Siamo a conoscenza del fatto che il nostro recente aggiornamento abbia creato un po’ di confusione“, inizia così l’ultimo post sul blog ufficiale di WhatsApp, pubblicato dall’azienda del gruppo Facebook dopo giorni di polemiche feroci sulla nuova privacy policy in vigore dall’8 febbraio.
Un altro post per ribadire che “tutto ciò che condividi con familiari e amici rimane tra voi” e che WhatsApp non scambia i dati degli utenti con Facebook o con altre aziende terze e che, in ogni caso, i messaggi sono sempre protetti dalla crittografia end-to-end che impedisce a chiunque, WhatsApp compresa, di leggere cosa contengono. Eppure, se la nuova privacy policy di WhatsApp fosse così chiara e limpida non avrebbe attirato l’attenzione del Garante italiano per la Privacy, che la ritiene “poco chiara e intelligibile” e ha persino chiesto un pronunciamento in merito da parte dell’Edpb, la European Data Protection Board che riunisce tutte le autorità nazionali europee che si occupano di tutela della privacy. Questa richiesta, e il polverone che si è sollevato nei giorni scorsi, ha indotto WhatsApp a cambiare nuovamente idea sulla privacy policy.
Privacy WhatsApp: cosa cambia adesso
La decisione di WhatsApp per far fronte a questa tempesta, anche mediatica, e alle pesantissime critiche ricevute (con conseguente migrazione di molti utenti verso Signal o Telegram), è stata quella di prendere tempo: “Abbiamo posticipato la data in cui richiederemo ai nostri utenti di rivedere e accettare i termini. L’8 febbraio, nessun account verrà sospeso o eliminato“.
Ciò vuol dire che la nuova privacy policy di WhatsApp non entrerà più in vigore l’8 febbraio, ma circa tre mesi dopo. In questo modo WhatsApp ha ben 4 mesi per fare due cose importantissime: convincere gli utenti a restare sulla piattaforma e prepararsi a rispondere ad ogni singolo punto, appunto, dubbio o domanda che proverrà dall’Edpb o dalle singole autorità nazionali per la privacy.
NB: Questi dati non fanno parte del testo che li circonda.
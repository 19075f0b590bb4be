//! Selectable list with keyboard navigation.

use std::sync::Arc;

use crossterm::event::KeyEvent;
use ratatui::Frame;
use ratatui::layout::Rect;
use ratatui::prelude::{Modifier, Style};
use ratatui::widgets::{List as RatatuiList, ListItem, ListState};

use crate::config::{KeyResolver, NavAction};
use crate::theme::Theme;
use crate::ui::{Component, Handled, Result};

const PAGE_STEP: usize = 5;

pub enum ListEvent<T> {
    Changed(T),
    Activated(T),
}

pub trait ListRow {
    fn render_row(&self, theme: &Theme) -> ListItem<'static>;
}

pub struct List<T: ListRow + Clone> {
    items: Vec<T>,
    state: ListState,
    resolver: Arc<KeyResolver>,
}

impl<T: ListRow + Clone> List<T> {
    pub fn new(items: Vec<T>, resolver: Arc<KeyResolver>) -> Self {
        let mut state = ListState::default();
        if !items.is_empty() {
            state.select(Some(0));
        }
        Self {
            items,
            state,
            resolver,
        }
    }

    pub fn selected(&self) -> Option<&T> {
        self.state.selected().and_then(|i| self.items.get(i))
    }

    fn get_change_event(&self, before: Option<usize>) -> Handled<ListEvent<T>> {
        if let Some(selected) = self.state.selected()
            && Some(selected) != before
        {
            return ListEvent::Changed(self.items[selected].clone()).into();
        }
        Handled::Consumed
    }
}

impl<T: ListRow + Clone> Component for List<T> {
    type Output = ListEvent<T>;

    fn handle_key(&mut self, key: KeyEvent) -> Result<Handled<Self::Output>> {
        let before = self.state.selected();

        if self.resolver.matches_nav(&key, NavAction::Down) {
            self.state.select_next();
            return Ok(self.get_change_event(before));
        }
        if self.resolver.matches_nav(&key, NavAction::Up) {
            self.state.select_previous();
            return Ok(self.get_change_event(before));
        }
        if self.resolver.matches_nav(&key, NavAction::Home) {
            self.state.select_first();
            return Ok(self.get_change_event(before));
        }
        if self.resolver.matches_nav(&key, NavAction::End) {
            self.state.select_last();
            return Ok(self.get_change_event(before));
        }
        if self.resolver.matches_nav(&key, NavAction::PageDown) {
            let new_index = self.state.selected().map_or(0, |i| {
                usize::min(i + PAGE_STEP, self.items.len().saturating_sub(1))
            });
            self.state.select(Some(new_index));
            return Ok(self.get_change_event(before));
        }
        if self.resolver.matches_nav(&key, NavAction::PageUp) {
            let new_index = self.state.selected().map_or(0, |i| i.saturating_sub(PAGE_STEP));
            self.state.select(Some(new_index));
            return Ok(self.get_change_event(before));
        }
        if self.resolver.matches_nav(&key, NavAction::Select) {
            if let Some(selected) = self.state.selected() {
                return Ok(ListEvent::Activated(self.items[selected].clone()).into());
            }
            return Ok(Handled::Ignored);
        }

        Ok(Handled::Ignored)
    }

    fn render(&mut self, frame: &mut Frame, area: Rect, theme: &Theme) {
        let items: Vec<ListItem> = self.items.iter().map(|i| i.render_row(theme)).collect();

        let list = RatatuiList::new(items)
            .highlight_style(
                Style::default()
                    .bg(theme.selection_bg())
                    .fg(theme.lavender)
                    .add_modifier(Modifier::BOLD),
            )
            .highlight_symbol("▶ ");

        frame.render_stateful_widget(list, area, &mut self.state);
    }
}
Cosa rischia WhatsApp in Europa
In Italia, e in Europa in generale, la situazione è diversa rispetto agli Stati Uniti: nel vecchio continente è in vigore la GDPR, General Data Protection Regulation, un corposo regolamento europeo che prevede sanzioni pesantissime e multe fino al 4% del fatturato per chi trasferisce illecitamente i dati degli utenti in altri Paesi. Altri Paesi come gli Stati Uniti, ad esempio.
I più attenti, a questo punto, potranno facilmente fare 2+2: il gruppo Facebook è stato appena costretto dalla US Internal Revenue Service (IRS, l’Agenzia delle Entrate americana) a trasferire la sede sociale dall’Irlanda agli Stati Uniti, per questioni fiscali e cio vuol dire che, se WhatsApp vuole scambiare anche un solo dato con Facebook, rischia la sanzione.
La questione, quindi, è ben più complessa di quanto potrebbe sembrare e, per venirne a capo, WhatsApp ha bisogno di più tempo del previsto. Almeno fino al 15 maggio.